Delvaux is a Belgian luxury leather goods company founded in 1829 by Charles Delvaux in Brussels.
In 1829 Charles Delvaux opened his shop by piercing a window in a wall of his workshop in the heart of Brussels. At the end of the century, Delvaux gets the title of "Purveyor of the Court of Belgium".The Delvaux family is striving therefore to protect the rights of his original creations. In 1933, the Delvaux house was taken over by the Belgian Franz Schwennicke, 35 years old. Franz Schwennicke has no experience in the luxury goods industry yet. The Delvaux house can only be summed up in a window and an old name. During the 1950s, the company created dozens of original bag models as part of seasonal collections. Franz Schwennicke later joined forces with other luxury goods houses in Brussels to found the "Thirty", made up of thirty companies. Together they created joint advertising campaigns for the seasonal gift market.
In 1970, following complications from a hip operation, Franz Schwennicke died. From then on it was his young wife, Solange Schwennicke who took over the business.
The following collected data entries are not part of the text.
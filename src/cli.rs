//! Command surface: `reg`, `run` and `renew`.
//!
//! Every failure site maps to its own process exit code so wrapper scripts
//! can tell them apart.

use std::path::{Path, PathBuf};

use clap::{Parser, Subcommand};
use log::{debug, error, info, log};

use crate::{
    config::{DEFAULT_CONFIG_PATH, ResolvedConfig},
    error::{ConfigError, Error},
    issuance::{
        acme::{AcmeClient, ClientSettings, LegoClient},
        challenge::ChallengeRegistry,
        flow::Lifecycle,
    },
    logging::{self, LoggingError},
    storage::account::Account,
};

pub mod exit {
    pub const CONFIG: i32 = 101;
    pub const LOGGER: i32 = 102;

    pub const REG_CREATE_ACCOUNT: i32 = 201;
    pub const REG_INIT_CLIENT: i32 = 202;
    pub const REG_REGISTER: i32 = 203;
    pub const REG_SAVE_ACCOUNT: i32 = 204;

    pub const RUN_LOAD_ACCOUNT: i32 = 301;
    pub const RUN_INIT_CLIENT: i32 = 302;
    pub const RUN_REQUIRED_PARAM: i32 = 303;
    pub const RUN_OBTAIN: i32 = 304;

    pub const RENEW_LOAD_ACCOUNT: i32 = 401;
    pub const RENEW_INIT_CLIENT: i32 = 402;
    pub const RENEW_UNKNOWN_DOMAIN: i32 = 403;
    pub const RENEW_FAILED: i32 = 404;
    pub const RENEW_HOOK: i32 = 405;
}

/// Issue and renew ACME certificates for the configured domain groups.
#[derive(Debug, Parser)]
#[command(name = "acme-lego", version, about)]
pub struct Cli {
    /// Path to the configuration file
    #[arg(
        short = 'c',
        long,
        global = true,
        env = "LEGO_CONFIG",
        default_value = DEFAULT_CONFIG_PATH
    )]
    pub config: PathBuf,

    #[command(subcommand)]
    pub command: Command,
}

#[derive(Debug, Subcommand)]
pub enum Command {
    /// Create and register the ACME account
    Reg {
        /// Account email; overrides `email` from the configuration
        #[arg(long)]
        mail: Option<String>,
    },
    /// Obtain certificates for one domain or every configured domain
    Run {
        #[arg(short, long)]
        domain: Option<String>,
        /// Webroot for a domain that is not configured
        #[arg(long)]
        http_path: Option<PathBuf>,
    },
    /// Renew certificates that are close to expiry
    Renew {
        #[arg(short, long)]
        domain: Option<String>,
    },
}

/// A command failure and the exit code of the site it happened at.
#[derive(Debug)]
pub struct Failure {
    pub code: i32,
    pub error: Error,
}

trait ExitSite<T> {
    fn exit(self, code: i32) -> Result<T, Failure>;
}

impl<T, E: Into<Error>> ExitSite<T> for Result<T, E> {
    fn exit(self, code: i32) -> Result<T, Failure> {
        self.map_err(|err| Failure {
            code,
            error: err.into(),
        })
    }
}

/// Runs one command and returns the process exit code.
pub fn execute(cli: Cli) -> i32 {
    let config = match ResolvedConfig::load(&cli.config) {
        Ok(config) => config,
        Err(err) => {
            logging::init_default();
            report(&Failure {
                code: exit::CONFIG,
                error: err.into(),
            });
            return exit::CONFIG;
        }
    };
    match logging::init(&config.global) {
        Ok(()) => {}
        Err(LoggingError::AlreadyInitialized(_)) => debug!("[cli] logger already installed"),
        Err(err) => {
            logging::init_default();
            error!("[cli] {err}");
            return exit::LOGGER;
        }
    }
    info!(
        "[cli] acme-lego {} using {}",
        env!("CARGO_PKG_VERSION"),
        cli.config.display()
    );

    let registry = ChallengeRegistry::builtin();
    let result = match &cli.command {
        Command::Reg { mail } => reg(&config, mail.as_deref()),
        Command::Run { domain, http_path } => {
            run(&config, &registry, domain.as_deref(), http_path.as_deref())
        }
        Command::Renew { domain } => renew(&config, &registry, domain.as_deref()),
    };
    match result {
        Ok(()) => 0,
        Err(failure) => {
            report(&failure);
            failure.code
        }
    }
}

fn report(failure: &Failure) {
    log!(
        failure.error.severity(),
        "[cli] exit {}: {}",
        failure.code,
        failure.error.report()
    );
}

fn client(config: &ResolvedConfig, account: &Account, code: i32) -> Result<LegoClient, Failure> {
    LegoClient::new(account, ClientSettings::from(&config.global)).exit(code)
}

pub fn reg(config: &ResolvedConfig, mail: Option<&str>) -> Result<(), Failure> {
    let email = mail
        .map(str::trim)
        .filter(|mail| !mail.is_empty())
        .unwrap_or(config.global.account_email.as_str());
    let mut account =
        Account::create(email, &config.global.root_storage_dir).exit(exit::REG_CREATE_ACCOUNT)?;
    let mut client = client(config, &account, exit::REG_INIT_CLIENT)?;
    let registration = client.register().exit(exit::REG_REGISTER)?;
    account.set_registration(registration);
    account.save().exit(exit::REG_SAVE_ACCOUNT)?;
    info!("[cli] registered account {}", account.email());
    Ok(())
}

pub fn run(
    config: &ResolvedConfig,
    registry: &ChallengeRegistry,
    domain: Option<&str>,
    http_path: Option<&Path>,
) -> Result<(), Failure> {
    let account = Account::load(&config.global.root_storage_dir).exit(exit::RUN_LOAD_ACCOUNT)?;
    let mut client = client(config, &account, exit::RUN_INIT_CLIENT)?;
    Lifecycle::new(config, registry, &mut client)
        .obtain(domain, http_path)
        .map_err(|error| Failure {
            code: obtain_exit_code(&error),
            error,
        })?;
    Ok(())
}

pub fn renew(
    config: &ResolvedConfig,
    registry: &ChallengeRegistry,
    domain: Option<&str>,
) -> Result<(), Failure> {
    let account =
        Account::load(&config.global.root_storage_dir).exit(exit::RENEW_LOAD_ACCOUNT)?;
    let mut client = client(config, &account, exit::RENEW_INIT_CLIENT)?;
    renew_with(config, registry, &mut client, domain)
}

/// Renew against an already constructed client.
pub fn renew_with(
    config: &ResolvedConfig,
    registry: &ChallengeRegistry,
    client: &mut dyn AcmeClient,
    domain: Option<&str>,
) -> Result<(), Failure> {
    let report = Lifecycle::new(config, registry, client)
        .renew(domain)
        .map_err(|error| Failure {
            code: renew_exit_code(&error),
            error,
        })?;
    for skipped in &report.skipped {
        info!(
            "[cli] {} ({}) not due until {}",
            skipped.domain, skipped.key_type, skipped.not_after
        );
    }
    info!(
        "[cli] renew finished: {} renewed, {} skipped",
        report.renewed.len(),
        report.skipped.len()
    );
    Ok(())
}

pub fn obtain_exit_code(error: &Error) -> i32 {
    match error.origin() {
        Error::RequiredParam(_) => exit::RUN_REQUIRED_PARAM,
        _ => exit::RUN_OBTAIN,
    }
}

pub fn renew_exit_code(error: &Error) -> i32 {
    match error.origin() {
        Error::UnknownDomain(_) | Error::Config(ConfigError::InvalidName { .. }) => {
            exit::RENEW_UNKNOWN_DOMAIN
        }
        Error::Hook { .. } => exit::RENEW_HOOK,
        _ => exit::RENEW_FAILED,
    }
}

#[cfg(test)]
mod tests {
    use super::*;
    use crate::error::{AcmeError, ResultExt};
    use std::fs;

    fn temp_dir() -> PathBuf {
        std::env::temp_dir().join(format!("acme-lego-cli-{}", uuid::Uuid::new_v4()))
    }

    fn write_config(body: &str) -> PathBuf {
        let dir = temp_dir();
        fs::create_dir_all(&dir).unwrap();
        let path = dir.join("config.toml");
        fs::write(&path, body).unwrap();
        path
    }

    fn parse(args: &[&str]) -> Cli {
        Cli::try_parse_from(args).unwrap()
    }

    #[test]
    fn parses_command_surface() {
        let cli = parse(&["acme-lego", "-c", "/tmp/lego.toml", "run", "-d", "a.example", "--http-path", "/srv/www"]);
        assert_eq!(cli.config, PathBuf::from("/tmp/lego.toml"));
        match cli.command {
            Command::Run { domain, http_path } => {
                assert_eq!(domain.as_deref(), Some("a.example"));
                assert_eq!(http_path, Some(PathBuf::from("/srv/www")));
            }
            other => panic!("unexpected command: {other:?}"),
        }

        let cli = parse(&["acme-lego", "renew", "--config", "/tmp/x.toml", "--domain", "b.example"]);
        assert_eq!(cli.config, PathBuf::from("/tmp/x.toml"));
        assert!(matches!(cli.command, Command::Renew { domain: Some(d) } if d == "b.example"));

        let cli = parse(&["acme-lego", "reg", "--mail", "ops@example.com"]);
        assert!(matches!(cli.command, Command::Reg { mail: Some(m) } if m == "ops@example.com"));
    }

    #[test]
    fn subcommand_is_required() {
        assert!(Cli::try_parse_from(["acme-lego"]).is_err());
    }

    #[test]
    fn missing_config_exits_101() {
        let path = temp_dir().join("absent.toml");
        let cli = parse(&["acme-lego", "-c", path.to_str().unwrap(), "renew"]);
        assert_eq!(execute(cli), exit::CONFIG);
    }

    #[test]
    fn bad_log_level_exits_102() {
        let path = write_config("log-level = \"loud\"\n");
        let cli = parse(&["acme-lego", "-c", path.to_str().unwrap(), "renew"]);
        assert_eq!(execute(cli), exit::LOGGER);
    }

    #[test]
    fn reg_without_mail_exits_201() {
        let path = write_config("");
        let cli = parse(&["acme-lego", "-c", path.to_str().unwrap(), "reg"]);
        assert_eq!(execute(cli), exit::REG_CREATE_ACCOUNT);
    }

    #[test]
    fn run_and_renew_need_an_account() {
        let path = write_config("");
        let cli = parse(&["acme-lego", "-c", path.to_str().unwrap(), "run"]);
        assert_eq!(execute(cli), exit::RUN_LOAD_ACCOUNT);
        let cli = parse(&["acme-lego", "-c", path.to_str().unwrap(), "renew"]);
        assert_eq!(execute(cli), exit::RENEW_LOAD_ACCOUNT);
    }

    #[test]
    fn exit_codes_follow_the_origin() {
        let wrapped = |err: Error| -> Error {
            let result: Result<(), Error> = Err(err);
            result.context(|| "renew a.example (rsa-2048)").unwrap_err()
        };

        assert_eq!(obtain_exit_code(&Error::RequiredParam("http-path")), exit::RUN_REQUIRED_PARAM);
        assert_eq!(
            obtain_exit_code(&wrapped(AcmeError::Order("rejected".into()).into())),
            exit::RUN_OBTAIN
        );
        assert_eq!(
            renew_exit_code(&Error::UnknownDomain("x".into())),
            exit::RENEW_UNKNOWN_DOMAIN
        );
        assert_eq!(
            renew_exit_code(&ConfigError::InvalidName {
                domain: "bad/example".into(),
                reason: "invalid domain name".into(),
            }
            .into()),
            exit::RENEW_UNKNOWN_DOMAIN
        );
        assert_eq!(
            renew_exit_code(&Error::Hook {
                command: "false".into(),
                status: "exit status: 1".into(),
                output: String::new(),
            }),
            exit::RENEW_HOOK
        );
        assert_eq!(
            renew_exit_code(&wrapped(AcmeError::Finalize("bad csr".into()).into())),
            exit::RENEW_FAILED
        );
    }
}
She then fought to be respected as a woman at the head of a traditional production company, she also struggled to have Delvaux recognized as a luxury brand against the big brands of Paris and London. It was during this period that Delvaux became more and more identified with its “D” logo. At that time the future of the company seemed secure. The conspicuous consumption of the 1980s was advantageous for the leather goods market and Delvaux experienced its strongest expansion, which culminated with the opening of 1990.
In 1994, his son François Schwennicke became head of the company.
In 2011, Delvaux became part of China. A Hong Kong company, Fung Brands Limited, takes a majority stake (80%).
In March 2018, Delvaux announces the opening of a second workshop in France and plans to open its first store in the United States in October 2018
From trunks to suitcases until the creation of handbags
The evolution of means of transport in Western Europe leads Delvaux to reflect on the requirements of carriage, boat and train travel.
The carriage: carriage travelers from the middle of the century require fairly large trunks in order to contain the extravagant outfits of the time; Delvaux models were distinguished by a series of small drawers inserted in the lids and which allowed secure storage of intimate or precious objects. They had to be strong to withstand rooftop travel and Belgian weather conditions.
The boat : for those traveling on cruise ships departing from Antwerp , the luggage had to be large enough to be able to put all the refined toilets necessary for first-class travelers, but also strong enough to withstand shocks and humidity.
The train: traveling by train brings the idea of easily stackable suitcases and leads to a boom in modern business travel. These create a demand for practical items such as briefcases, briefcases, bags designed for short stays, suitcases for carrying equipment and for the ladies a smaller piece of luggage namely the handbag.